Proceedings of MATSUS Fall 2023 Conference (MATSUSFall23)
DOI: https://doi.org/10.29363/nanoge.matsus.2023.250
Publication date: 18th July 2023
Green hydrogen produced by splitting water molecules into hydrogen and oxygen using electricity from renewable energy sources is essential to reduce CO2 emissions, especially in hard-to-abate industrial sectors such as steelmaking and ammonia production. It is a critical component in the energy transition to fight climate change. The present technologies for green hydrogen production are alkaline and polymer electrolyte membrane water electrolysis. One thing in common to these technologies is the coupling between the hydrogen and oxygen evolution reactions (HER and OER, respectively), where both reactions occur concurrently in the same electrolytic cell.
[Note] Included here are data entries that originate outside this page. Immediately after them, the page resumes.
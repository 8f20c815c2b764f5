//! Named, single-producer serialized task queues ("invokers", §5, §9).
//!
//! The source this is reimplemented from expresses suspension as
//! coroutine-style awaits on a fiber bound to a named executor; the
//! idiomatic Rust equivalent used throughout this workspace is a task
//! that owns an mpsc queue and drains it one item at a time on a spawned
//! tokio task, the same shape `pbs-client`'s upload queue
//! (`mpsc::Sender<(MergedChunkInfo, ...)>`) uses to serialize writes onto
//! a single logical worker.
//!
//! Two invoker kinds appear in the data-node half of this workspace: the
//! per-location write-pool invoker (`Invoker`, blocking-safe, may touch
//! disk) and the per-session control invoker (also `Invoker`, cooperative
//! only). Both are the same primitive; the distinction is in which
//! closures are ever posted to them.

use std::future::Future;
use std::pin::Pin;

use anyhow::{format_err, Error};
use tokio::sync::{mpsc, oneshot};

type BoxedJob = Box<dyn FnOnce() -> Pin<Box<dyn Future<Output = ()> + Send>> + Send>;

/// A single-threaded, FIFO work queue. Jobs submitted via [`Invoker::run`]
/// execute strictly in submission order and never overlap with each
/// other, even though the invoker itself is driven by the shared tokio
/// runtime rather than a dedicated OS thread.
#[derive(Clone)]
pub struct Invoker {
    sender: mpsc::UnboundedSender<BoxedJob>,
}

impl Invoker {
    pub fn spawn(name: &'static str) -> Self {
        let (sender, mut receiver) = mpsc::unbounded_channel::<BoxedJob>();

        tokio::spawn(async move {
            while let Some(job) = receiver.recv().await {
                job().await;
            }
            log::debug!("invoker '{name}' shut down: all senders dropped");
        });

        Self { sender }
    }

    /// Post a job and await its result. The returned future resolves only
    /// after every job submitted before it has finished running.
    pub async fn run<F, T>(&self, job: F) -> Result<T, Error>
    where
        F: FnOnce() -> Pin<Box<dyn Future<Output = T> + Send>> + Send + 'static,
        T: Send + 'static,
    {
        let (tx, rx) = oneshot::channel();
        let boxed: BoxedJob = Box::new(move || {
            Box::pin(async move {
                let result = job().await;
                let _ = tx.send(result);
            })
        });

        self.sender
            .send(boxed)
            .map_err(|_| format_err!("invoker queue closed"))?;

        rx.await.map_err(|_| format_err!("invoker dropped job before completion"))
    }
}

#[cfg(test)]
mod tests {
    use super::*;
    use std::sync::atomic::{AtomicUsize, Ordering};
    use std::sync::Arc;

    #[tokio::test(flavor = "multi_thread")]
    async fn jobs_run_in_submission_order() {
        let invoker = Invoker::spawn("test");
        let order = Arc::new(std::sync::Mutex::new(Vec::new()));
        let counter = Arc::new(AtomicUsize::new(0));

        let mut handles = Vec::new();
        for i in 0..20 {
            let invoker = invoker.clone();
            let order = order.clone();
            let counter = counter.clone();
            handles.push(tokio::spawn(async move {
                invoker
                    .run(move || {
                        Box::pin(async move {
                            let seq = counter.fetch_add(1, Ordering::SeqCst);
                            order.lock().unwrap().push((i, seq));
                        })
                    })
                    .await
                    .unwrap();
            }));
        }

        for h in handles {
            h.await.unwrap();
        }

        let order = order.lock().unwrap();
        assert_eq!(order.len(), 20);
        // the invoker processes jobs strictly in the order they were
        // submitted to the channel, so the second element of every pair
        // is monotonically increasing alongside the submission index.
        for window in order.windows(2) {
            assert!(window[0].1 < window[1].1);
        }
    }
}
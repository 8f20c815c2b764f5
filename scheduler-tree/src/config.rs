//! Declarative configuration for the fair-share tree (§4.7 "Tree
//! construction"): the pools and their static attributes, loaded once at
//! startup and on every config reload, turned into a fresh [`crate::tree::Tree`]
//! by [`crate::tree::SchedulerTree::rebuild`].

use std::collections::HashMap;

use serde::{Deserialize, Serialize};

use cnode_api_types::{PoolId, ResourceVector, SchedulingTagFilter};

fn default_weight() -> f64 {
    1.0
}

fn default_true() -> bool {
    true
}

/// One pool's declared configuration. Root is implicit and is not
/// represented here; every `PoolConfig.parent == None` is a direct child
/// of the root.
#[derive(Debug, Clone, Deserialize, Serialize)]
pub struct PoolConfig {
    pub id: PoolId,
    pub parent: Option<PoolId>,
    #[serde(default = "default_weight")]
    pub weight: f64,
    #[serde(default)]
    pub strong_guarantee: ResourceVector,
    #[serde(default)]
    pub resource_limits: Option<ResourceVector>,
    #[serde(default)]
    pub max_share_ratio: Option<f64>,
    #[serde(default)]
    pub burst_ratio: f64,
    #[serde(default = "default_weight")]
    pub flow_ratio: f64,
    #[serde(default)]
    pub scheduling_tag_filter: SchedulingTagFilter,
    #[serde(default = "default_true")]
    pub allow_regular_preemption: bool,
    #[serde(default)]
    pub allow_aggressive_preemption: bool,
    #[serde(default)]
    pub max_running_operation_count: Option<usize>,
    #[serde(default)]
    pub max_operation_count: Option<usize>,
}

/// An operation registered into the tree under a pool (§3 "Operation").
/// Unlike pools, operations come and go at runtime (submitted/completed)
/// rather than from static configuration, so this is the DTO
/// `SchedulerTree::register_operation` takes rather than something loaded
/// from disk alongside `PoolsConfig`.
#[derive(Clone)]
pub struct OperationConfig {
    pub id: cnode_api_types::OperationId,
    pub pool: PoolId,
    pub weight: f64,
    pub strong_guarantee: ResourceVector,
    pub resource_limits: Option<ResourceVector>,
    pub scheduling_tag_filter: SchedulingTagFilter,
    pub scheduling_segment: cnode_api_types::SchedulingSegment,
    pub controller: std::sync::Arc<dyn crate::element::ControllerProxy>,
}

#[derive(Debug, Clone, Default, Deserialize, Serialize)]
pub struct PoolsConfig {
    pub pools: Vec<PoolConfig>,
}

impl PoolsConfig {
    pub fn by_id(&self) -> HashMap<&PoolId, &PoolConfig> {
        self.pools.iter().map(|p| (&p.id, p)).collect()
    }

    /// Topologically sorted so that every pool appears after its parent;
    /// `Err` names the first pool whose ancestry doesn't resolve (missing
    /// or cyclic parent), which the tree build treats as a fatal config
    /// error rather than silently dropping the subtree.
    pub fn topo_sorted(&self) -> Result<Vec<&PoolConfig>, PoolId> {
        let by_id = self.by_id();
        let mut resolved: HashMap<&PoolId, bool> = HashMap::new();
        let mut order = Vec::with_capacity(self.pools.len());

        fn visit<'a>(
            pool: &'a PoolConfig,
            by_id: &HashMap<&'a PoolId, &'a PoolConfig>,
            resolved: &mut HashMap<&'a PoolId, bool>,
            order: &mut Vec<&'a PoolConfig>,
        ) -> Result<(), PoolId> {
            match resolved.get(&pool.id) {
                Some(true) => return Ok(()),
                Some(false) => return Err(pool.id.clone()),
                None => {}
            }
            resolved.insert(&pool.id, false);
            if let Some(parent_id) = &pool.parent {
                let parent = by_id.get(parent_id).ok_or_else(|| pool.id.clone())?;
                visit(parent, by_id, resolved, order)?;
            }
            resolved.insert(&pool.id, true);
            order.push(pool);
            Ok(())
        }

        for pool in &self.pools {
            visit(pool, &by_id, &mut resolved, &mut order)?;
        }
        Ok(order)
    }
}

#[cfg(test)]
mod tests {
    use super::*;

    fn pool(id: &str, parent: Option<&str>) -> PoolConfig {
        PoolConfig {
            id: PoolId(id.to_owned()),
            parent: parent.map(|p| PoolId(p.to_owned())),
            weight: 1.0,
            strong_guarantee: ResourceVector::ZERO,
            resource_limits: None,
            max_share_ratio: None,
            burst_ratio: 0.0,
            flow_ratio: 1.0,
            scheduling_tag_filter: SchedulingTagFilter::default(),
            allow_regular_preemption: true,
            allow_aggressive_preemption: false,
            max_running_operation_count: None,
            max_operation_count: None,
        }
    }

    #[test]
    fn topo_sorted_orders_parents_first() {
        let cfg = PoolsConfig {
            pools: vec![pool("child", Some("parent")), pool("parent", None)],
        };
        let sorted = cfg.topo_sorted().unwrap();
        assert_eq!(sorted[0].id, PoolId("parent".to_owned()));
        assert_eq!(sorted[1].id, PoolId("child".to_owned()));
    }

    #[test]
    fn topo_sorted_rejects_missing_parent() {
        let cfg = PoolsConfig {
            pools: vec![pool("child", Some("ghost"))],
        };
        assert!(cfg.topo_sorted().is_err());
    }

    #[test]
    fn topo_sorted_rejects_cycle() {
        let cfg = PoolsConfig {
            pools: vec![pool("a", Some("b")), pool("b", Some("a"))],
        };
        assert!(cfg.topo_sorted().is_err());
    }
}
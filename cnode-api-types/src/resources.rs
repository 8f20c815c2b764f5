use std::ops::{Add, AddAssign, Sub, SubAssign};

use serde::{Deserialize, Serialize};

/// A resource vector over the dimensions the scheduler reasons about.
///
/// Kept as a plain struct of `f64`s (rather than a generic map) because the
/// dimension set is small and fixed, the same shape `ChunkStat` (a plain
/// struct of counters) uses in the teacher rather than a generic registry.
#[derive(Copy, Clone, Debug, Default, PartialEq, Deserialize, Serialize)]
pub struct ResourceVector {
    pub cpu: f64,
    pub memory: f64,
    pub network: f64,
    pub user_slots: f64,
}

impl ResourceVector {
    pub const ZERO: ResourceVector = ResourceVector {
        cpu: 0.0,
        memory: 0.0,
        network: 0.0,
        user_slots: 0.0,
    };

    pub fn max(self, other: Self) -> Self {
        ResourceVector {
            cpu: self.cpu.max(other.cpu),
            memory: self.memory.max(other.memory),
            network: self.network.max(other.network),
            user_slots: self.user_slots.max(other.user_slots),
        }
    }

    pub fn min(self, other: Self) -> Self {
        ResourceVector {
            cpu: self.cpu.min(other.cpu),
            memory: self.memory.min(other.memory),
            network: self.network.min(other.network),
            user_slots: self.user_slots.min(other.user_slots),
        }
    }

    pub fn scale(self, factor: f64) -> Self {
        ResourceVector {
            cpu: self.cpu * factor,
            memory: self.memory * factor,
            network: self.network * factor,
            user_slots: self.user_slots * factor,
        }
    }

    /// Dominant-resource share of `self` against `total`: the maximum, over
    /// all dimensions, of `self[dim] / total[dim]` (0 if `total[dim]` is 0
    /// and `self[dim]` is 0, infinite practically capped at 1.0 by callers).
    pub fn dominant_share(self, total: ResourceVector) -> f64 {
        let dims = [
            ratio(self.cpu, total.cpu),
            ratio(self.memory, total.memory),
            ratio(self.network, total.network),
            ratio(self.user_slots, total.user_slots),
        ];
        dims.into_iter().fold(0.0_f64, f64::max)
    }

    /// True if every dimension of `self` is `<=` the matching dimension of
    /// `other` within `epsilon`.
    pub fn fits_within(self, other: Self, epsilon: f64) -> bool {
        self.cpu <= other.cpu + epsilon
            && self.memory <= other.memory + epsilon
            && self.network <= other.network + epsilon
            && self.user_slots <= other.user_slots + epsilon
    }
}

fn ratio(numerator: f64, denominator: f64) -> f64 {
    if denominator <= 0.0 {
        0.0
    } else {
        numerator / denominator
    }
}

impl Add for ResourceVector {
    type Output = ResourceVector;
    fn add(self, rhs: Self) -> Self::Output {
        ResourceVector {
            cpu: self.cpu + rhs.cpu,
            memory: self.memory + rhs.memory,
            network: self.network + rhs.network,
            user_slots: self.user_slots + rhs.user_slots,
        }
    }
}

impl AddAssign for ResourceVector {
    fn add_assign(&mut self, rhs: Self) {
        *self = *self + rhs;
    }
}

impl Sub for ResourceVector {
    type Output = ResourceVector;
    fn sub(self, rhs: Self) -> Self::Output {
        ResourceVector {
            cpu: self.cpu - rhs.cpu,
            memory: self.memory - rhs.memory,
            network: self.network - rhs.network,
            user_slots: self.user_slots - rhs.user_slots,
        }
    }
}

impl SubAssign for ResourceVector {
    fn sub_assign(&mut self, rhs: Self) {
        *self = *self - rhs;
    }
}

#[cfg(test)]
mod tests {
    use super::*;

    #[test]
    fn dominant_share_picks_the_binding_dimension() {
        let usage = ResourceVector {
            cpu: 5.0,
            memory: 1.0,
            network: 0.0,
            user_slots: 0.0,
        };
        let total = ResourceVector {
            cpu: 10.0,
            memory: 10.0,
            network: 10.0,
            user_slots: 10.0,
        };
        assert_eq!(usage.dominant_share(total), 0.5);
    }

    #[test]
    fn fits_within_respects_epsilon() {
        let a = ResourceVector {
            cpu: 1.0001,
            ..ResourceVector::ZERO
        };
        let b = ResourceVector {
            cpu: 1.0,
            ..ResourceVector::ZERO
        };
        assert!(a.fits_within(b, 1e-3));
        assert!(!a.fits_within(b, 1e-6));
    }
}
//! Wire DTOs for the data-node RPC surface (§6). No transport is
//! implemented here (out of scope per spec.md's non-goals) — these are the
//! request/response shapes a transport would serialize, kept as plain
//! serde structs the way `pbs_api_types` keeps its API types independent
//! of the HTTP layer that eventually carries them.

use serde::{Deserialize, Serialize};

use crate::chunk_id::ChunkId;

#[derive(Debug, Clone, Deserialize, Serialize)]
pub struct SessionId(pub ChunkId);

#[derive(Debug, Clone, Default, Deserialize, Serialize)]
pub struct StartChunkOptions {
    pub medium_name: Option<String>,
    pub enable_caching: bool,
}

#[derive(Debug, Clone, Deserialize, Serialize)]
pub struct ChunkInfo {
    pub id: ChunkId,
    pub disk_space: u64,
}

#[derive(Debug, Clone, Deserialize, Serialize)]
pub struct AttachedBlock {
    pub index: u32,
    pub data: Vec<u8>,
}

#[derive(Debug, Clone, Deserialize, Serialize)]
pub struct NodeDescriptor {
    pub node_id: crate::scheduling::NodeId,
    pub address: String,
}

#[derive(Debug, Clone, Default, Deserialize, Serialize)]
pub struct GetBlockOptions {
    pub populate_cache: bool,
}

#[derive(Debug, Clone, Default, Deserialize, Serialize)]
pub struct GetMetaOptions {
    pub partition_tag: Option<u32>,
    pub extension_tags: Option<Vec<u32>>,
}
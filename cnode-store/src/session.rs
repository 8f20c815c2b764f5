//! The blob write session streaming state machine (§4.3).
//!
//! Grounded on `original_source/.../blob_session.{h,cpp}`: per-slot
//! `Empty -> Received -> Written` progression, a control-invoker-owned
//! window and a dedicated writer invoker dispatching contiguous runs of
//! received blocks in ascending order. The journal variant (§3, §4.3
//! "journal variant analogous") reuses the same window machinery with no
//! upper bound and is implemented in [`crate::journal_session`].

use std::collections::HashMap;
use std::sync::atomic::{AtomicUsize, Ordering};
use std::sync::Arc;

use anyhow::{Context, Error};
use serde::{Deserialize, Serialize};
use tokio::io::AsyncWriteExt;
use tokio::sync::{watch, Mutex};

use cnode_api_types::{ChunkId, ClusterError};
use cnode_io::{Direction, Location, Throttler, Workload};

use crate::memory::{MemoryGuard, MemoryTracker};
use crate::registry::{ChunkRegistry, RegisteredChunk};
use crate::session_manager::Lease;

/// Where `SendBlocks` (§4.3, §6) forwards blocks still resident in the
/// session window. No live transport is implemented (replication between
/// nodes is a non-goal of spec.md §1) — this is the seam a real RPC client
/// would sit behind, the same way `rpc::AttachedBlock` stands in for a
/// wire frame without a socket underneath it.
#[async_trait::async_trait]
pub trait ReplicaTarget: Send + Sync {
    async fn put_blocks(
        &self,
        chunk_id: ChunkId,
        first_index: usize,
        blocks: Vec<Arc<[u8]>>,
        enable_caching: bool,
    ) -> Result<(), ClusterError>;
}

/// Opaque, caller-supplied metadata persisted alongside the chunk on
/// `Finish` (§4.3). The session does not interpret its contents.
#[derive(Debug, Clone, Default, Serialize, Deserialize)]
pub struct ChunkMeta {
    pub extensions: HashMap<String, serde_json::Value>,
}

#[derive(Debug, Copy, Clone, PartialEq, Eq)]
enum SlotState {
    Empty,
    Received,
    Written,
}

struct Slot {
    state: SlotState,
    data: Option<Arc<[u8]>>,
    memory_guard: Option<MemoryGuard>,
    pending_io_guard: Option<cnode_io::PendingIoGuard>,
    written: watch::Sender<Option<Result<(), ClusterError>>>,
}

impl Slot {
    fn new() -> Self {
        let (written, _) = watch::channel(None);
        Self {
            state: SlotState::Empty,
            data: None,
            memory_guard: None,
            pending_io_guard: None,
            written,
        }
    }
}

struct Window {
    slots: Vec<Slot>,
    window_start: usize,
    window_index: usize,
    block_count: usize,
    size: u64,
    writer: Option<tokio::fs::File>,
    /// Length of each block ever received, indexed by block index and
    /// kept even after `FlushBlocks` clears the slot's own `data` — this
    /// is what lets `Finish` record a block-offset index (read by
    /// [`crate::read_path`]) for a chunk whose blocks were partially
    /// flushed during the session.
    block_sizes: Vec<u64>,
}

impl Window {
    fn slot_mut(&mut self, index: usize) -> &mut Slot {
        while self.slots.len() <= index {
            self.slots.push(Slot::new());
        }
        &mut self.slots[index]
    }

    fn is_in_window(&self, index: usize) -> bool {
        index >= self.window_start
    }
}

/// Bytes accumulated per batch before a run of contiguous `Received`
/// blocks is dispatched to the writer invoker (§4.3).
const BYTES_PER_WRITE: u64 = 4 * 1024 * 1024;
Therefore, a membrane or diaphragm divides the cell into two compartments to avoid hazardous H2/O2 mixing. This membrane architecture complicates the electrolyzers construction by adding gaskets and compression sealing to prevent H2/O2 crossover. This adds substantial costs and limits operation at high pressures and low-purity water. In addition, substantial energy losses, mostly due to the difficult OER, increase the cost of energy in this energy intensive technology. These drawbacks give rise to high cost of green hydrogen.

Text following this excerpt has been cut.